*EXERCISE AIM*
Pull every line with "insert" from the data below and copy it.

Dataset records
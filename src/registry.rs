use std::collections::{BTreeMap, HashSet};

use serde::Serialize;
use tracing::{debug, warn};

use crate::catalog::CatalogProvider;
use crate::domain::{FieldRef, FieldValue, Record, RecordType, TypeRegistry};
use crate::error::RegistryError;
use crate::existing::{
    existing_by_fields, partition_existing, records_with_values, resolve_scope,
};
use crate::features::FeatureInput;
use crate::from_catalog::{CatalogPartition, resolve_from_catalog};
use crate::index::ValueIndex;
use crate::report::{Report, StageCounts};
use crate::settings::{Settings, SettingsCell};
use crate::store::{Filter, RecordStore};

#[derive(Debug, Clone, Default)]
pub struct ResolveOptions {
    /// Look up values unknown to the store in the reference catalog.
    pub from_catalog: bool,
    /// Organism name; falls back to the registry default for scoped types.
    pub scope: Option<String>,
    /// Fields set on every newly created record.
    pub extra: BTreeMap<String, FieldValue>,
}

impl ResolveOptions {
    pub fn new() -> Self {
        Self::default()
    }

    pub fn from_catalog(mut self) -> Self {
        self.from_catalog = true;
        self
    }

    pub fn with_scope(mut self, scope: &str) -> Self {
        self.scope = Some(scope.to_string());
        self
    }

    pub fn with_field(mut self, name: &str, value: impl Into<FieldValue>) -> Self {
        self.extra.insert(name.to_string(), value.into());
        self
    }
}

#[derive(Debug, Clone, Default, Serialize)]
pub struct ResolveOutcome {
    /// Existing records first, then catalog-derived records, then bare records.
    pub records: Vec<Record>,
    pub report: Report,
}

impl ResolveOutcome {
    pub fn existing(&self) -> impl Iterator<Item = &Record> {
        self.records.iter().filter(|record| record.is_persisted())
    }

    pub fn created(&self) -> impl Iterator<Item = &Record> {
        self.records.iter().filter(|record| !record.is_persisted())
    }
}

pub struct Registry<S: RecordStore, C: CatalogProvider> {
    store: S,
    catalog: C,
    types: TypeRegistry,
    default_scope: Option<String>,
    settings: SettingsCell,
}

impl<S: RecordStore, C: CatalogProvider> Registry<S, C> {
    pub fn new(store: S, catalog: C) -> Self {
        Self {
            store,
            catalog,
            types: TypeRegistry::builtin(),
            default_scope: None,
            settings: SettingsCell::default(),
        }
    }

    pub fn with_types(mut self, types: TypeRegistry) -> Self {
        self.types = types;
        self
    }

    pub fn with_default_scope(mut self, scope: Option<String>) -> Self {
        self.default_scope = scope;
        self
    }

    pub fn with_settings(self, settings: Settings) -> Self {
        self.settings.set(settings);
        self
    }

    pub fn store(&self) -> &S {
        &self.store
    }

    pub fn catalog(&self) -> &C {
        &self.catalog
    }

    pub fn types(&self) -> &TypeRegistry {
        &self.types
    }

    pub fn settings(&self) -> Settings {
        self.settings.get()
    }

    pub fn field(&self, record_type: &str, field: &str) -> Result<FieldRef, RegistryError> {
        self.types.field_ref(record_type, field)
    }

    /// Returns a record for every distinct value: stored records where they exist,
    /// otherwise new unsaved records, populated from the catalog when requested.
    ///
    /// Nothing is persisted; pass the created records to [`Registry::save`].
    pub fn get_or_create_records<I, V>(
        &self,
        values: I,
        field: &FieldRef,
        options: &ResolveOptions,
    ) -> Result<ResolveOutcome, RegistryError>
    where
        I: IntoIterator<Item = Option<V>>,
        V: Into<String>,
    {
        let _guard = self.settings.override_search_names(false);

        let record_type = field.record_type();
        let field_name = field.field_name();
        let scope = self.resolve_options_scope(record_type, field_name, options)?;

        let index = ValueIndex::from_optional(values);
        if index.is_empty() {
            return Ok(ResolveOutcome::default());
        }

        let scope = match scope {
            Some(name) => Some(
                resolve_scope(&self.store, &name)?
                    .key("name")
                    .unwrap_or(name),
            ),
            None => None,
        };
        let scope = scope.as_deref();

        let existing = partition_existing(&self.store, field, &index, scope)?;
        let mut counts = StageCounts {
            store_field: existing.field_matches,
            store_synonym: existing.synonym_matches,
            ..StageCounts::default()
        };
        let mut records = existing.records;
        let mut catalog_source = None;

        if !existing.remaining.is_empty() {
            let unmapped = if options.from_catalog {
                let from_catalog = resolve_from_catalog(
                    &self.catalog,
                    field,
                    &existing.remaining,
                    scope,
                    &options.extra,
                )?;
                let (stored, created) = self.relink_catalog_synonyms(
                    field,
                    &existing.resolved,
                    &records,
                    &from_catalog,
                    scope,
                )?;
                let dropped = from_catalog.records.len() - created.len();
                counts.store_synonym += stored.len();
                counts.catalog_field = from_catalog.field_matches;
                counts.catalog_synonym = from_catalog.synonym_matches.saturating_sub(dropped);
                catalog_source = from_catalog.source.map(|source| source.to_string());
                records.extend(stored);
                records.extend(created);
                from_catalog.unmapped
            } else {
                existing.remaining
            };

            let bare = self.create_bare(field, &unmapped, scope, &options.extra);
            counts.bare = bare.len();
            records.extend(bare);
        }

        let report = Report::from_counts(
            counts,
            &record_type.display_name,
            field_name,
            catalog_source,
        );
        report.log();
        Ok(ResolveOutcome { records, report })
    }

    /// Splits catalog records into stored records and records still to create.
    ///
    /// A catalog synonym can rewrite a value to a canonical name the store already
    /// holds. Canonical names the store stage never saw are looked up once more; names
    /// it already returned are dropped.
    fn relink_catalog_synonyms(
        &self,
        field: &FieldRef,
        checked: &ValueIndex,
        returned: &[Record],
        from_catalog: &CatalogPartition,
        scope: Option<&str>,
    ) -> Result<(Vec<Record>, Vec<Record>), RegistryError> {
        let field_name = field.field_name();
        let unchecked: ValueIndex = from_catalog
            .synonyms
            .iter()
            .map(|(_, canonical)| canonical)
            .filter(|canonical| !checked.contains(canonical))
            .collect();
        let stored = records_with_values(&self.store, field, &unchecked, scope)?;

        let known = returned
            .iter()
            .chain(&stored)
            .filter_map(|record| record.key(field_name))
            .collect::<HashSet<_>>();
        let created = from_catalog
            .records
            .iter()
            .filter(|record| {
                record
                    .key(field_name)
                    .is_none_or(|key| !known.contains(&key))
            })
            .cloned()
            .collect();
        if !stored.is_empty() {
            debug!(
                record_type = %field.record_type().name,
                relinked = stored.len(),
                "catalog synonyms matched stored records"
            );
        }
        Ok((stored, created))
    }

    fn resolve_options_scope(
        &self,
        record_type: &RecordType,
        field_name: &str,
        options: &ResolveOptions,
    ) -> Result<Option<String>, RegistryError> {
        for name in options.extra.keys() {
            if name == field_name {
                return Err(RegistryError::Validation(format!(
                    "{name:?} is the lookup field and cannot be passed as an extra field"
                )));
            }
            if !record_type.has_field(name) {
                return Err(RegistryError::Validation(format!(
                    "{} has no field {name:?}",
                    record_type.display_name
                )));
            }
        }
        if !record_type.scoped {
            if options.scope.is_some() {
                return Err(RegistryError::Validation(format!(
                    "{} records are not organism-specific, organism cannot be passed",
                    record_type.display_name
                )));
            }
            return Ok(None);
        }
        options
            .scope
            .clone()
            .or_else(|| self.default_scope.clone())
            .map(Some)
            .ok_or_else(|| {
                RegistryError::Validation(format!(
                    "{} records are organism-specific, pass an organism or set a default",
                    record_type.display_name
                ))
            })
    }

    /// One new record per value carrying only the lookup field, `scope` and `extra`.
    pub fn create_bare(
        &self,
        field: &FieldRef,
        values: &ValueIndex,
        scope: Option<&str>,
        extra: &BTreeMap<String, FieldValue>,
    ) -> Vec<Record> {
        values
            .iter()
            .map(|value| {
                let mut record = Record::new(&field.record_type().name)
                    .with_field(field.field_name(), value)
                    .with_scope(scope);
                for (name, extra_value) in extra {
                    record.set(name, extra_value.clone());
                }
                self.instantiate(field.record_type(), record)
            })
            .collect()
    }

    /// Creates one unsaved record, warning about similarly named stored records when
    /// `upon_create_search_names` is on.
    pub fn create_record(
        &self,
        record_type: &str,
        fields: BTreeMap<String, FieldValue>,
    ) -> Result<Record, RegistryError> {
        let record_type = self.types.get(record_type)?;
        if let Some(name) = fields.keys().find(|name| !record_type.has_field(name)) {
            return Err(RegistryError::Validation(format!(
                "{} has no field {name:?}",
                record_type.display_name
            )));
        }
        let mut record = Record::new(&record_type.name);
        record.fields = fields;
        Ok(self.instantiate(record_type, record))
    }

    fn instantiate(&self, record_type: &RecordType, record: Record) -> Record {
        if !self.settings.get().upon_create_search_names {
            return record;
        }
        let Some(name) = record_type
            .name_field()
            .and_then(|field| record.get_str(field))
        else {
            return record;
        };
        match self.similar_names(record_type, name) {
            Ok(similar) if !similar.is_empty() => {
                warn!(
                    record_type = %record_type.display_name,
                    name,
                    similar = ?similar,
                    "records with similar names exist, consider reusing one"
                );
            }
            Ok(_) => {}
            Err(err) => debug!(%err, "similar name search failed"),
        }
        record
    }

    /// Names of stored records whose name contains, or is contained in, `name`
    /// (case-insensitive).
    pub fn similar_names(
        &self,
        record_type: &RecordType,
        name: &str,
    ) -> Result<Vec<String>, RegistryError> {
        let Some(name_field) = record_type.name_field() else {
            return Ok(Vec::new());
        };
        let needle = name.to_lowercase();
        let stored = self.store.filter(&record_type.name, &Filter::new())?;
        let mut seen = HashSet::new();
        Ok(stored
            .values(name_field)
            .into_iter()
            .filter(|candidate| {
                let candidate = candidate.to_lowercase();
                candidate.contains(&needle) || needle.contains(&candidate)
            })
            .filter(|candidate| seen.insert(candidate.clone()))
            .collect())
    }

    /// Stored records matching any of `rows` (each a set of field equalities).
    pub fn existing_by_fields(
        &self,
        record_type: &str,
        rows: &[BTreeMap<String, FieldValue>],
        scope: Option<&str>,
    ) -> Result<Vec<Record>, RegistryError> {
        let record_type = self.types.get(record_type)?;
        let scope = match scope {
            Some(name) => {
                resolve_scope(&self.store, name)?;
                Some(name)
            }
            None => None,
        };
        existing_by_fields(&self.store, record_type, rows, scope)
    }

    /// Feature records for the names in `input`; new features from a table get their
    /// column type.
    pub fn features_from(
        &self,
        input: &FeatureInput,
        options: &ResolveOptions,
    ) -> Result<ResolveOutcome, RegistryError> {
        let field = self.field("feature", "name")?;
        let mut outcome = self.get_or_create_records(input.names(), &field, options)?;
        for record in outcome.records.iter_mut().filter(|record| !record.is_persisted()) {
            if record.get("type").is_some() {
                continue;
            }
            let dtype = record.get_str("name").and_then(|name| input.dtype(name));
            if let Some(dtype) = dtype.map(str::to_string) {
                record.set("type", dtype);
            }
        }
        Ok(outcome)
    }

    /// Persists the unsaved records among `records`. Already persisted records are
    /// returned unchanged. On a unique-field conflict nothing is persisted.
    pub fn save(&mut self, records: Vec<Record>) -> Result<Vec<Record>, RegistryError> {
        let (persisted, transient): (Vec<_>, Vec<_>) =
            records.into_iter().partition(Record::is_persisted);
        debug!(count = transient.len(), "saving records");
        let saved = self.store.insert(&self.types, transient)?;
        Ok(persisted.into_iter().chain(saved).collect())
    }
}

*TASK RESPONSE*
        self.extra.insert(name.to_string(), value.into());
            .filter(|candidate| seen.insert(candidate.clone()))
        let saved = self.store.insert(&self.types, transient)?;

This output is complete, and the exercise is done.